Obviously, finance companies highly exposed to the mortgage crisis are suffering, but financials overall aren't doing so badly thus far in 2008. What do you make of this?


That's right. The companies which have high exposure to mortgage/housing and commercial real estate (residential development, in particular) loans reported their 1Q08 results far worse than the estimates. To name a few under our coverage, Countrywide Financial (CFC), National City Corp. (NCC), Comerica (CMA) and Zions Bancorp (ZION) have suffered badly from the credit related losses. The mortgage insurer PMI Group (PMI) also reported losses which were substantially worse than the estimates, due to increased losses in the U.S. Mortgage Insurance Operations and the impairment of PMI's investment in FGIC.

On the other hand, some other banks like Westamerica Bancorporation (WABC), Wilmington Trust (WL) and BB&T (BBT), that have relatively lower proportion of housing related loans in their portfolio and/or derive a significant share of their revenue from fee based businesses, reported their earnings which were in-line with or slightly ahead of our estimates. We also saw some of these companies benefitting from the Fed's actions as their net interest margins expanded due to the lower rates on their borrowings.


One of the companies you cover is Freddie Mac. Where do you think this company is, currently, in this mortgage-lending downcycle?

Freddie Mac's (FRE) first quarter results were better than expected, mainly aided by the accounting changes. The company also announced a capital raise of $5.5 billion and we suspect that they will need to raise more capital in the coming quarters. Moody's recently downgraded FRE's financial strength rating and placed them on a negative outlook. Falling housing prices and rising delinquencies are expected to keep the credit related expenses high in the near-to-medium term.

Though recent regulatory moves raising the limits on the conforming loans and lowering the capital requirements are expected to be somewhat positive for the earnings, they will greatly increase the risk for the company. However, we anticipate that the regulators will continue to support both Fannie Mae (FNM) and Freddie in their role as the providers of liquidity in the housing markets. Though we are very much concerned about the increasing risk profile of this company, we anticipate that the implicit Government backing will continue to support the share price.

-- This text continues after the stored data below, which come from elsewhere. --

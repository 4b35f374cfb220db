//! Dense Euclidean distance matrix over the loaded stops.

use crate::models::Stop;

/// Pairwise straight-line distances between every loaded stop.
///
/// Rows and columns follow the order in which stops were handed to the
/// graph; [`crate::graph::LocationGraph`] translates stop ids to these
/// positions before looking anything up.
///
/// # Examples
///
/// ```
/// use u_dispatch::models::Stop;
/// use u_dispatch::graph::DistanceMatrix;
///
/// let stops = vec![
///     Stop::depot(0, 0.0, 0.0),
///     Stop::customer(1, 3.0, 4.0, 10.0, 3.0),
///     Stop::customer(2, 6.0, 8.0, 12.0, 2.0),
/// ];
/// let dm = DistanceMatrix::from_stops(&stops);
/// assert!((dm.get(0, 1) - 5.0).abs() < 1e-10);
/// assert_eq!(dm.size(), 3);
/// ```
#[derive(Debug, Clone)]
pub struct DistanceMatrix {
    data: Vec<f64>,
    size: usize,
}

impl DistanceMatrix {
    /// Computes pairwise Euclidean distances between stop coordinates.
    pub fn from_stops(stops: &[Stop]) -> Self {
        let n = stops.len();
        let mut data = vec![0.0; n * n];
        for i in 0..n {
            for j in (i + 1)..n {
                let d = stops[i].distance_to(&stops[j]);
                data[i * n + j] = d;
                data[j * n + i] = d;
            }
        }
        Self { data, size: n }
    }

    /// Distance between the stops loaded at positions `from` and `to`.
    ///
    /// Both positions must be below [`DistanceMatrix::size`].
    pub fn get(&self, from: usize, to: usize) -> f64 {
        self.data[from * self.size + to]
    }

    /// Number of stops covered.
    pub fn size(&self) -> usize {
        self.size
    }
}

Do you see the new federal student loan market stabilization plan helping companies like Sallie Mae (SLM
) in the near term?

Yes, we think that the plan should benefit the student lenders. In the recent past, the student lenders suffered as the provisions in the College Cost Reduction Act and Higher Education Access Act reduced the subsidy, increased origination fees and reduced government guarantee for these companies. At the same time, liquidity issues in the markets increased the cost of funding substantially. The new legislation would allow the Education Department to buy federally guaranteed student loans that the lenders are unable to sell as a securitized debt. This would ease the problems for these companies in the near term.


How would you advise investors who are considering dipping a toe back into the waters of financial stocks?

Our view has not changed, as we would continue to advise investors to remain cautious on this sector as of now. At this point of time, it is difficult to say how much further losses will be seen on the mortgage/housing-related loans and to what extent the payback problems starting from mortgage meltdown affect the other kinds of loans.

Some of the banks that had been buying back shares aggressively during 2007 (which supported EPS to a great extent), will now focus on capital preservation and thus we expect minimal share buyback activity during 2008. We can also expect some more capital raises and dividend cuts as the banks try to shore up capital.

All-in-all, things do not look very positive at least for the coming couple of months. After viewing the second quarter results, we may have a greater visibility on the mortgage and housing situation, and we may then find some great bargains among the financials.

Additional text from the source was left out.